The mi gyaung (မိကျောင်း /my/) or kyam (ကျာံ, /mnw/; pronounced "chyam") is a crocodile-shaped fretted, plucked zither with three strings that is used as a traditional instrument in Burma. It is associated with the Mon people. Both Burmese and Mon names also mean 'crocodile.'

Tube zither of Myanmar, carved of wood in the shape of a crocodile with extended head and tail. It has three metal strings which pass over eight to ten raised movable frets on the flat top of the instrument and fasten to tuning pegs near the tail. This zither is related to similar instruments distributed widely in Southeast Asia. While the crocodile shape is not always found elsewhere, the reptilian name remains in variants such as the Thai čhakchē (‘alligator’, wooden tube zither) and the Indonesian and Philippine kacapi (box zither). In southern Myanmar the mí-gyaùng is associated with the Mon (who know it as kyam), an ethnic people linguistically related to the Mon-Khmer of Thailand and Cambodia.
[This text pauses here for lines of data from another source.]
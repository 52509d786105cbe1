//! Where daily regional means come from.

use std::path::Path;

use chrono::NaiveDate;
use tracing::debug;

use crate::{
    boundary::Region,
    error::Result,
    gas::GasProfile,
    parquet,
    raster::RasterSource,
};

use super::TimeSeriesPoint;

pub trait SeriesSource {
    /// Scaled daily means for the days in `[start, end]` that have data.
    fn daily_means(
        &self,
        profile: &GasProfile,
        region: &Region,
        start: NaiveDate,
        end: NaiveDate,
    ) -> Result<Vec<TimeSeriesPoint>>;

    /// Earliest day with data for the gas and region.
    fn earliest_date(&self, profile: &GasProfile, region: &Region) -> Result<Option<NaiveDate>>;
}

/// Clips each day's raster frame to the region polygon.
pub struct RasterSeriesSource<S> {
    rasters: S,
}

impl<S: RasterSource> RasterSeriesSource<S> {
    pub fn new(rasters: S) -> Self {
        RasterSeriesSource { rasters }
    }
}

impl<S: RasterSource> SeriesSource for RasterSeriesSource<S> {
    fn daily_means(
        &self,
        profile: &GasProfile,
        region: &Region,
        start: NaiveDate,
        end: NaiveDate,
    ) -> Result<Vec<TimeSeriesPoint>> {
        let mut points = Vec::new();
        for date in self.rasters.available_dates(&profile.id, start, end)? {
            let frame = self.rasters.frame(&profile.id, date)?;
            match frame.regional_mean(&region.geometry) {
                Some(raw) => points.push(TimeSeriesPoint {
                    date,
                    gas: profile.id.clone(),
                    region: region.id.clone(),
                    mean_value: profile.scale_mean(raw),
                }),
                None => debug!(gas = %profile.id, region = %region.id, %date, "no data cells"),
            }
        }

        Ok(points)
    }

    fn earliest_date(&self, profile: &GasProfile, _region: &Region) -> Result<Option<NaiveDate>> {
        self.rasters.earliest_date(&profile.id)
    }
}

/// Precomputed means read from a Parquet table written by `airrep series`.
pub struct ParquetSeriesSource {
    points: Vec<TimeSeriesPoint>,
}

impl ParquetSeriesSource {
    pub fn open(path: &Path) -> Result<Self> {
        let points = parquet::load_series(path)?;
        debug!(path = %path.display(), rows = points.len(), "loaded series table");

        Ok(ParquetSeriesSource { points })
    }

    fn matching<'a>(
        &'a self,
        profile: &'a GasProfile,
        region: &'a Region,
    ) -> impl Iterator<Item = &'a TimeSeriesPoint> + 'a {
        self.points
            .iter()
            .filter(move |p| p.gas == profile.id && p.region == region.id)
    }
}

impl SeriesSource for ParquetSeriesSource {
    fn daily_means(
        &self,
        profile: &GasProfile,
        region: &Region,
        start: NaiveDate,
        end: NaiveDate,
    ) -> Result<Vec<TimeSeriesPoint>> {
        Ok(self
            .matching(profile, region)
            .filter(|p| p.date >= start && p.date <= end)
            .cloned()
            .collect())
    }

    fn earliest_date(&self, profile: &GasProfile, region: &Region) -> Result<Option<NaiveDate>> {
        Ok(self.matching(profile, region).map(|p| p.date).min())
    }
}

// -- Tests -------------------------------------------------------------------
The instrument's body is made of wood that is carved out on the underside like a dugout canoe. It has approximately 13 raised wooden frets that are diatonically rather than equidistantly or chromatically spaced. It has a carved crocodile's head and tail, as well as four legs. Its strings are tuned (from low to high) FCF. The lowest string is made of brass and the two higher strings are made from nylon. It is plucked with a short rod-shaped plectrum that tapers to a point, made of horn or hardwood. Unlike the Thai jakhe, the plectrum is not tied onto the right index finger, but instead simply held in the hand. Tremolo technique is often used. The instrument has a buzzing sound because the strings are raised just off the flat bridge by a sliver of bamboo or other thin material such as plastic.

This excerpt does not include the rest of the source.